Learning the initial weights might be something we'll eventually need. Initializing them to a uniform probability over all the addresses almost necessarily forces the first step to write in a distributed way (over multiple addresses, instead of hard addressing).

Instead of learning the raw weight_init, which may have some issues as explained in https://github.com/snipsco/nlp-neural-turing-machine/issues/2#issuecomment-141499219, we could learn some kind of initialization that needs to go through a normalization step to get w_0. The process would be to learn weight_init (keep this shared variable as a parameter) and then get the first weight as

w_0 = normalize(rectify(weight_init))

With an additional rectify() nonlinearity to favor sparse initializations.

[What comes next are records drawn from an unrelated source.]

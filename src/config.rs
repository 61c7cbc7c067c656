use config::{Config, ConfigError, Environment, File};
use serde::Deserialize;
use std::path::{Path, PathBuf};

/// Main configuration structure
#[derive(Debug, Clone, Deserialize)]
pub struct AppConfig {
    #[serde(default)]
    pub dataset: DatasetConfig,
    #[serde(default)]
    pub training: TrainingConfig,
    #[serde(default)]
    pub artifacts: ArtifactsConfig,
    #[serde(default)]
    pub server: ServerConfig,
    #[serde(default)]
    pub logging: LoggingConfig,
}

#[derive(Debug, Clone, Deserialize)]
pub struct DatasetConfig {
    /// CSV written by `generate` and read by `train`
    #[serde(default = "default_dataset_path")]
    pub path: PathBuf,
    /// Number of synthetic rows
    #[serde(default = "default_samples")]
    pub samples: usize,
    /// Fixed RNG seed for reproducible datasets
    #[serde(default)]
    pub seed: Option<u64>,
}

fn default_dataset_path() -> PathBuf {
    PathBuf::from("data/synthetic_prediction_dataset.csv")
}

fn default_samples() -> usize {
    5000
}

impl Default for DatasetConfig {
    fn default() -> Self {
        Self {
            path: default_dataset_path(),
            samples: default_samples(),
            seed: None,
        }
    }
}

#[derive(Debug, Clone, Deserialize)]
pub struct TrainingConfig {
    /// Full passes over the dataset
    #[serde(default = "default_epochs")]
    pub epochs: usize,
    /// Mini-batch size
    #[serde(default = "default_batch_size")]
    pub batch_size: usize,
    /// Adam learning rate
    #[serde(default = "default_learning_rate")]
    pub learning_rate: f64,
    /// Seed for weight init and shuffling
    #[serde(default)]
    pub seed: Option<u64>,
}

fn default_epochs() -> usize {
    40
}

fn default_batch_size() -> usize {
    32
}

fn default_learning_rate() -> f64 {
    1e-3
}

impl Default for TrainingConfig {
    fn default() -> Self {
        Self {
            epochs: default_epochs(),
            batch_size: default_batch_size(),
            learning_rate: default_learning_rate(),
            seed: None,
        }
    }
}

#[derive(Debug, Clone, Deserialize)]
pub struct ArtifactsConfig {
    /// Directory holding the network, scalers and column list
    #[serde(default = "default_artifacts_dir")]
    pub dir: PathBuf,
}

fn default_artifacts_dir() -> PathBuf {
    PathBuf::from("artifacts")
}

impl Default for ArtifactsConfig {
    fn default() -> Self {
        Self {
            dir: default_artifacts_dir(),
        }
    }
}

#[derive(Debug, Clone, Deserialize)]
pub struct ServerConfig {
    #[serde(default = "default_host")]
    pub host: String,
    #[serde(default = "default_port")]
    pub port: u16,
}

fn default_host() -> String {
    "0.0.0.0".to_string()
}

fn default_port() -> u16 {
    5000
}

impl Default for ServerConfig {
    fn default() -> Self {
        Self {
            host: default_host(),
            port: default_port(),
        }
    }
}

#[derive(Debug, Clone, Deserialize)]
pub struct LoggingConfig {
    /// Log level (trace, debug, info, warn, error)
    #[serde(default = "default_log_level")]
    pub level: String,
    /// Enable JSON formatted logs
    #[serde(default)]
    pub json: bool,
}

fn default_log_level() -> String {
    "info".to_string()
}

impl Default for LoggingConfig {
    fn default() -> Self {
        Self {
            level: default_log_level(),
            json: false,
        }
    }
}

impl AppConfig {
    /// Load configuration from a specific directory
    pub fn load_from<P: AsRef<Path>>(config_dir: P) -> Result<Self, ConfigError> {
        let config_dir = config_dir.as_ref();

        let builder = Config::builder()
            // Start with default values
            .set_default("logging.level", "info")?
            .set_default("logging.json", false)?
            .set_default("server.port", 5000)?
            // Load default config file
            .add_source(File::from(config_dir.join("default.toml")).required(false))
            // Load environment-specific config (e.g., config/production.toml)
            .add_source(
                File::from(config_dir.join(
                    std::env::var("WATTCAST_ENV").unwrap_or_else(|_| "development".to_string()),
                ))
                .required(false),
            )
            // Override with environment variables (WATTCAST__SERVER__PORT, etc.)
            .add_source(
                Environment::with_prefix("WATTCAST")
                    .separator("__")
                    .try_parsing(true),
            );

        builder.build()?.try_deserialize()
    }

    /// Validate configuration values
    pub fn validate(&self) -> Result<(), Vec<String>> {
        let mut errors = Vec::new();

        if self.dataset.samples == 0 {
            errors.push("dataset.samples must be positive".to_string());
        }
        if self.training.epochs == 0 {
            errors.push("training.epochs must be positive".to_string());
        }
        if self.training.batch_size == 0 {
            errors.push("training.batch_size must be positive".to_string());
        }
        if !self.training.learning_rate.is_finite() || self.training.learning_rate <= 0.0 {
            errors.push("training.learning_rate must be a positive number".to_string());
        }
        if self.server.host.trim().is_empty() {
            errors.push("server.host must not be empty".to_string());
        }

        if errors.is_empty() {
            Ok(())
        } else {
            Err(errors)
        }
    }
}

impl Default for AppConfig {
    fn default() -> Self {
        Self {
            dataset: DatasetConfig::default(),
            training: TrainingConfig::default(),
            artifacts: ArtifactsConfig::default(),
            server: ServerConfig::default(),
            logging: LoggingConfig::default(),
        }
    }
}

EderSantana commented 8 years ago

hi @tristandeleu, when learning the initial weights, are you making sure they are behind of a softmax? In other word, are you learning the initial logits instead? If so, there is no problem if they get negative values. I had this problem in my NTM implementation as well.

tristandeleu commented 8 years ago

When I originally opened this issue I didn't, which was a mistake on my end. I haven't tried to learn the logit. But indeed you're right, I think this is the right solution (I only sketched the idea in this issue). All in all I ended up leaving the learn_init=False for the weights in my experiments, and initialize them as one-hot vectors. But I haven't found a good way to allow both to fix the initialization (eg. with OneHot) and learning logit weights.

EderSantana commented 8 years ago

I'm new to your codebase, could you point me out where you get the initial weights, I could try to check that out.